Can someone please point me to your build scripts(that yield .deb) and documentation on how I can go about doing so?
We use Ubuntu 12.04 based environment(eventually want to move to HDP 2.4 with debian 7) and want to have patched packages (.deb with higher release-number) replace current version as a normal package upgrade.
@Smit Shah The actual code for building a particular release of HDP, which includes a specific release point of the Apache code plus a few Apache-accepted patches for critical bug fixes (documented in the HDP Release Notes), is publicly available in github at (for eg Hive): https://github.com/hortonworks/hive-release . To find the version for a particular release of HDP, look for the HDP version identifier under the github Tags (not branches). For instance, the Hive source code from HDP-184.108.40.206 is at https://github.com/hortonworks/hive-release/tree/HDP-220.127.116.11-tag . The other components have similar "<component>-release" repositories with tagged release points.

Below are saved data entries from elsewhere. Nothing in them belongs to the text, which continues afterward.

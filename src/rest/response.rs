//! Success payload of a resource operation.
//!
//! [`WorkamajigResponse`] holds the parsed JSON body together with the raw
//! [`HttpResponse`] it came from. It implements `Deref<Target = Value>`, so
//! the payload can be indexed directly:
//!
//! ```rust
//! use std::collections::HashMap;
//! use workamajig_api::clients::HttpResponse;
//! use workamajig_api::rest::WorkamajigResponse;
//! use serde_json::json;
//!
//! let raw = HttpResponse::new(200, HashMap::new(), r#"{"data":[{"id":1}]}"#);
//! let response = WorkamajigResponse::new(json!({"data": [{"id": 1}]}), raw);
//!
//! assert_eq!(response["data"][0]["id"], 1);
//! assert_eq!(response.last_response().code, 200);
//! ```

use std::ops::{Deref, DerefMut};

use serde::de::DeserializeOwned;
use serde_json::Value;

use crate::clients::HttpResponse;

/// A parsed response body annotated with the raw transport response.
#[derive(Debug, Clone)]
pub struct WorkamajigResponse {
    body: Value,
    last_response: HttpResponse,
}

impl WorkamajigResponse {
    /// Creates a response from a parsed body and the raw response.
    #[must_use]
    pub const fn new(body: Value, last_response: HttpResponse) -> Self {
        Self {
            body,
            last_response,
        }
    }

    /// Returns the raw response the payload was parsed from.
    #[must_use]
    pub const fn last_response(&self) -> &HttpResponse {
        &self.last_response
    }

    /// Returns the request ID from the `request-id` header, if present.
    #[must_use]
    pub fn request_id(&self) -> Option<&str> {
        self.last_response.request_id()
    }

    /// Consumes the response and returns the parsed body.
    #[must_use]
    pub fn into_inner(self) -> Value {
        self.body
    }

    /// Deserializes the body into a caller-defined type.
    ///
    /// # Errors
    ///
    /// Returns the `serde_json` error if the body does not match `T`.
    pub fn deserialize<T: DeserializeOwned>(&self) -> Result<T, serde_json::Error> {
        T::deserialize(&self.body)
    }
}

impl Deref for WorkamajigResponse {
    type Target = Value;

    fn deref(&self) -> &Self::Target {
        &self.body
    }
}

impl DerefMut for WorkamajigResponse {
    fn deref_mut(&mut self) -> &mut Self::Target {
        &mut self.body
    }
}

Cloning this repository gives you an Apache-formatted build directory. Building it gives you objects which can be safely substituted for the objects on your HDP-installed cluster of the same version, although not in the form of debs.
The build environment has a number of complex pre-requisites, which are documented in Apache. Suggest you start with https://wiki.apache.org/hadoop/HowToContribute (Dev Environment Setup), then after doing everything recommended there, additionally do whatever is needed for the specific hadoop component you are going to work on; eg for Hive see https://cwiki.apache.org/confluence/display/Hive/GettingStarted (especially the subsection "Building Hive from Source", and https://cwiki.apache.org/confluence/display/Hive/HiveDeveloperFAQ
Thanks for the reply!
We wanted to build debs using the same way HDP builds them, so we can just bump up the version of our patched version of Hive to our apt-get repo and cleanly upgrade the component installed.
So basically once I have built the artifact in environment independent form (archive or whatever) how do I go about packaging it as a deb with same control, post/pre-inst/rm setup as one that HDP repo has?
The idea is to have the capability to upgrade or roll-back patch-releases in a predictable and well-understood way, which a package-manager like apt provides. So we want to refrain from installing things on production in ad-hoc copy-overwrite ways
Yes, understood. Unfortunately, the tools for building these debs are not publicly available. The reason is that our support model is built on the opensource, and the Apache opensource only builds per-component jars, not whole-release sets of packages. Apache Bigtop was an attempt at specifying a whole-release packaging, but to the best of my knowledge none of the major supported Hadoop releases use exactly the Bigtop format. Sorry.
Hi Smit, you might want to post an "Idea" proposing this. If enough people vote it up, it will be considered by Product Management. Regards -- Matt
Thanks for the suggestion!
Is the Hadoop Core the right sub-forum to propose the idea of opensourcing the build-scripts?